Fotos de Luiz Afonso Senna, conselheiro presidente da Agergs para a entrevista especial

Fotos de Luiz Afonso Senna, conselheiro presidente da Agergs para a entrevista especial


/fotos: LUIZA PRADO/JC
Luiz Afonso dos Santos Senna tem 64 anos e é natural de Porto Alegre. Graduou-se em Engenharia Civil pela Universidade Federal do RS (Ufrgs) em 1980. Entre 1984 e 1988, concluiu o mestrado em Engenharia de Transportes, pelo Programa de Engenharia de Transportes, da Universidade Federal do Rio de Janeiro. Em 1989, iniciou o curso de PhD pelo Institute of Transport Studies, da University of Leeds, no Reino Unido, concluído em 1994. Completou o pós-doutorado pela University of Oxford em 2004, tendo sido professor visitante do Transport Studies Unit e do Centre for Brazilian Studies da instituição. Possui formação executiva pela Kennedy School of Government, da Harvard University. É professor titular da Ufrgs desde 1989. Foi professor visitante da Grenoble Graduate School of Business, na França.
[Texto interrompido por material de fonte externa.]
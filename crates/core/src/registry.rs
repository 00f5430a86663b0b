// SPDX-License-Identifier: BUSL-1.1
// Copyright (c) 2026 Alfred Jean LLC

//! Handler registry
//!
//! Records are ordered by priority (descending) and registration sequence
//! (ascending). Dispatch works over a point-in-time snapshot; registering or
//! deregistering bumps the generation and empties the snapshot cache, while
//! snapshots already handed out keep their own `Arc`s. Events with no
//! handlers are never cached.

use crate::handler::Handler;
use crate::pattern::EventPattern;
use std::cmp::Reverse;
use std::collections::HashMap;
use std::fmt;
use std::sync::atomic::{AtomicBool, Ordering};
use std::sync::{Arc, Mutex, RwLock};

/// Handle returned by `on`, used to deregister
#[derive(Debug, Clone, Copy, PartialEq, Eq, Hash, PartialOrd, Ord)]
pub struct HandlerId(pub u64);

impl fmt::Display for HandlerId {
    fn fmt(&self, f: &mut fmt::Formatter<'_>) -> fmt::Result {
        write!(f, "handler-{}", self.0)
    }
}

/// What a record listens to
#[derive(Debug, Clone, PartialEq, Eq)]
pub(crate) enum Target {
    Exact(String),
    Pattern(EventPattern),
}

impl Target {
    fn matches(&self, event: &str) -> bool {
        match self {
            Self::Exact(name) => name == event,
            Self::Pattern(pattern) => pattern.matches(event),
        }
    }
}

impl fmt::Display for Target {
    fn fmt(&self, f: &mut fmt::Formatter<'_>) -> fmt::Result {
        match self {
            Self::Exact(name) => f.write_str(name),
            Self::Pattern(pattern) => write!(f, "{}", pattern),
        }
    }
}

pub(crate) struct HandlerRecord {
    pub id: HandlerId,
    pub target: Target,
    pub handler: Handler,
    pub priority: i32,
    pub sequence: u64,
    removed: AtomicBool,
}

impl HandlerRecord {
    pub fn is_removed(&self) -> bool {
        self.removed.load(Ordering::Acquire)
    }
}

/// Point-in-time, priority-ordered view of the handlers for one event
pub(crate) type Snapshot = Arc<[Arc<HandlerRecord>]>;

#[derive(Default)]
struct Records {
    next_id: u64,
    next_sequence: u64,
    generation: u64,
    exact: HashMap<String, Vec<Arc<HandlerRecord>>>,
    patterns: Vec<Arc<HandlerRecord>>,
    by_id: HashMap<HandlerId, Arc<HandlerRecord>>,
}

impl Records {
    fn find_duplicate(&self, target: &Target, handler: &Handler) -> Option<HandlerId> {
        let candidates = match target {
            Target::Exact(name) => self.exact.get(name).map(Vec::as_slice).unwrap_or(&[]),
            Target::Pattern(_) => self.patterns.as_slice(),
        };
        candidates
            .iter()
            .find(|r| !r.is_removed() && r.target == *target && r.handler.same_callback(handler))
            .map(|r| r.id)
    }
}

#[derive(Default)]
pub(crate) struct Registry {
    records: RwLock<Records>,
    cache: Mutex<HashMap<String, (u64, Snapshot)>>,
}

impl Registry {
    pub fn new() -> Self {
        Self::default()
    }

    /// Register a handler; returns the existing id when the same callback is
    /// already registered for the same target
    pub fn insert(&self, target: Target, handler: Handler, default_priority: i32) -> HandlerId {
        let mut records = self.records.write().unwrap_or_else(|e| e.into_inner());

        if let Some(id) = records.find_duplicate(&target, &handler) {
            tracing::debug!(%target, handler = %id, "handler already registered");
            return id;
        }

        records.next_id += 1;
        records.next_sequence += 1;
        let id = HandlerId(records.next_id);
        let record = Arc::new(HandlerRecord {
            id,
            priority: handler.priority.unwrap_or(default_priority),
            sequence: records.next_sequence,
            target: target.clone(),
            handler,
            removed: AtomicBool::new(false),
        });

        match &target {
            Target::Exact(name) => records
                .exact
                .entry(name.clone())
                .or_default()
                .push(Arc::clone(&record)),
            Target::Pattern(_) => records.patterns.push(Arc::clone(&record)),
        }
        records.by_id.insert(id, Arc::clone(&record));
        records.generation += 1;
        self.evict();

        tracing::debug!(%target, handler = %id, priority = record.priority, "handler registered");
        id
    }

    /// Tombstone and unlink a handler. Returns false for unknown ids.
    pub fn remove(&self, id: HandlerId) -> bool {
        let mut records = self.records.write().unwrap_or_else(|e| e.into_inner());

        let Some(record) = records.by_id.remove(&id) else {
            return false;
        };
        record.removed.store(true, Ordering::Release);

        match &record.target {
            Target::Exact(name) => {
                let emptied = match records.exact.get_mut(name) {
                    Some(list) => {
                        list.retain(|r| !r.is_removed());
                        list.is_empty()
                    }
                    None => false,
                };
                if emptied {
                    records.exact.remove(name);
                }
            }
            Target::Pattern(_) => records.patterns.retain(|r| !r.is_removed()),
        }
        records.generation += 1;
        self.evict();

        tracing::debug!(target = %record.target, handler = %id, "handler deregistered");
        true
    }

    /// Ordered handlers for `event` as of now
    pub fn snapshot(&self, event: &str) -> Snapshot {
        let records = self.records.read().unwrap_or_else(|e| e.into_inner());
        let mut cache = self.cache.lock().unwrap_or_else(|e| e.into_inner());

        if let Some((generation, snapshot)) = cache.get(event) {
            if *generation == records.generation {
                return Arc::clone(snapshot);
            }
        }

        let mut matched: Vec<Arc<HandlerRecord>> = records
            .exact
            .get(event)
            .into_iter()
            .flatten()
            .chain(records.patterns.iter().filter(|r| r.target.matches(event)))
            .filter(|r| !r.is_removed())
            .cloned()
            .collect();
        matched.sort_by_key(|r| (Reverse(r.priority), r.sequence));

        let snapshot: Snapshot = matched.into();
        if !snapshot.is_empty() {
            cache.insert(event.to_string(), (records.generation, Arc::clone(&snapshot)));
        }
        snapshot
    }

    /// Drop every cached snapshot; called with the records lock held
    fn evict(&self) {
        self.cache.lock().unwrap_or_else(|e| e.into_inner()).clear();
    }

    pub fn contains(&self, id: HandlerId) -> bool {
        self.records
            .read()
            .unwrap_or_else(|e| e.into_inner())
            .by_id
            .contains_key(&id)
    }

    /// Number of live handlers across all events
    pub fn len(&self) -> usize {
        self.records
            .read()
            .unwrap_or_else(|e| e.into_inner())
            .by_id
            .len()
    }

    /// Current generation; advances on every registry mutation
    #[cfg(test)]
    pub fn generation(&self) -> u64 {
        self.records
            .read()
            .unwrap_or_else(|e| e.into_inner())
            .generation
    }
}

#[cfg(test)]
#[path = "registry_tests.rs"]
mod tests;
No setor público, foi diretor na primeira gestão da Agência Nacional de Transportes Terrestres (ANTT), entre 2002 e 2004. De 2005 a 2010, na gestão José Fogaça (MDB), acumulou os cargos de secretário municipal de Transportes de Porto Alegre e presidente da Empresa Pública de Transporte e Circulação (EPTC). Assumiu o comando da Agergs em 2020.